The Effect of Venlafaxine on Language Function in Patients With Subcortical Aphasia: A fMRI Study

September 17, 2021 updated by: Yan Liu, Guangzhou General Hospital of Guangzhou Military Command

A Randomized, Single Blind, Controlled, Longitudinal Study of the Effects of Venlafaxine Hydrochloride Capsules on the Language Function of Stroke Patients With Subcortical Aphasia Using fMRI

Previous studies have demonstrated that venlafaxine significantly improves the language function of healthy subjects and increase of fMRI activation in cortical language area. This study was designed to investigate the relationship between venlafaxine on the cortical language functional reorganization and clinical language improvements in the stroke patients with subcortical aphasia.

It is a randomized, controlled, single-blind, longitudinal trial which has approved by the ethics committee of Guangzhou General Hospital of Guangzhou Military Command, and all patients and their guardian should sign an informed consent. The patients will divide into the venlafaxine group and the control group according to the principle of randomization (random number table). The patients in the venlafaxine group begin to take a venlafaxine hydrochloride capsule after enrollment ( each containing venlafaxine 75mg), qd, until 4 weeks after randomization, and the control group do not. Assessments of language functional behavior and examines of functional magnetic resonance imaging (fMRI) should be performed on the first days (V1), 28±3 days (V2) and 90±3 days (V3) after randomization.

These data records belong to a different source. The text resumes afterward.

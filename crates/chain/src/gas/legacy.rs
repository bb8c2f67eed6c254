//! Legacy gas pricing (single `gasPrice` field).

use super::{GasParams, GasStrategy};
use alloy::network::TransactionBuilder;
use alloy::rpc::types::TransactionRequest;
use anyhow::Result;
use async_trait::async_trait;
use tracing::debug;

/// Uses the node's `eth_gasPrice`, capped at a configured maximum.
#[derive(Debug)]
pub struct LegacyGasStrategy {
    /// Price used when the node does not answer, in wei.
    default_gas_price: u128,
    /// Maximum price ever paid, in wei.
    max_gas_price: u128,
}

impl LegacyGasStrategy {
    pub fn new(default_gas_price: u128, max_gas_price: u128) -> Self {
        Self {
            default_gas_price,
            max_gas_price,
        }
    }

    fn capped(&self, gas_price: u128) -> u128 {
        gas_price.min(self.max_gas_price)
    }
}

#[async_trait]
impl GasStrategy for LegacyGasStrategy {
    async fn fetch_params(&self, rpc_url: &str) -> Result<GasParams> {
        use alloy::providers::{Provider, ProviderBuilder};

        let provider = ProviderBuilder::new().on_http(rpc_url.parse()?);
        let gas_price = match provider.get_gas_price().await {
            Ok(price) => price,
            Err(e) => {
                debug!(
                    error = %e,
                    default = self.default_gas_price,
                    "eth_gasPrice failed, using default"
                );
                self.default_gas_price
            }
        };

        Ok(GasParams::Legacy {
            gas_price: self.capped(gas_price),
        })
    }

    fn apply_gas(&self, tx: &mut TransactionRequest, params: &GasParams) {
        let price = match params {
            GasParams::Legacy { gas_price } => *gas_price,
            GasParams::Eip1559 {
                max_fee_per_gas, ..
            } => *max_fee_per_gas,
        };
        tx.set_gas_price(self.capped(price));
    }

    fn strategy_name(&self) -> &'static str {
        "Legacy"
    }
}
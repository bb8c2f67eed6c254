//! Keeper configuration.
//!
//! This module provides:
//! - Runtime configuration with named profiles (default, local, production)
//! - TOML loading with per-field defaults
//! - `${VAR}` expansion for values that come from the environment

mod keeper;

pub use keeper::{
    AuctionLoopConfig, ExecutionSettings, GasSettings, KeeperConfig, LiquidationLoopConfig,
    SchedulerSettings,
};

Through all this procession, we expect improve the language function of participants in experiment and clarify its mechanism,the research may help develop a new treatment for other patients with similar conditions.

Study Overview

Status

Completed

Detailed Description

The cases will recruit from inpatients with acute ischemic stroke in Department of Cerebrovascular disease, The Guangzhou General Hospital of Guangzhou Military Command from June 2018 to June 2019. The diagnose of ischemic stroke is made using the diagnostic criteria of the International Association of Neurological Diseases and Stroke Association in 1982. The classification criteria for subcortical ischemic stroke are based on the current international TOAST etiological classification method.

It is a randomized, controlled, single-blind, longitudinal trial which has approved by the ethics committee of Guangzhou General Hospital of Guangzhou Military Command, and all patients and their guardian should sign an informed consent. The patients will divide into the venlafaxine group and the control group according to the principle of randomization (random number table). The patients in the venlafaxine group begin to take a venlafaxine hydrochloride capsule after enrollment ( each containing venlafaxine 75mg), qd, until 4 weeks after randomization, and the control group do not. Assessments of language functional behavior and examines of functional magnetic resonance imaging (fMRI) should be performed on the first days (Visit1,V1), 28±3 days (Visit2, V2) and 90±3 days (Visit3, V3) after randomization. Language functional behavioral assessments included the Chinese version of Western Aphasia Battery(WAB), spontaneous language frequency test(SLFT) and picture naming test(PNT). Examines of fMRI included task-state fMRI and resting-state fMRI. All patients received language rehabilitation training (twice a week, one hour each) which will be conducted by a professional rehabilitation physiotherapist from the Visitation1 until the end of Visitation3. The blood pressure and heart rate of each patient will be monitored and recorded on each visit, and two routine blood tests are performed at V0 and V3, including the blood routine and the liver and kidney function.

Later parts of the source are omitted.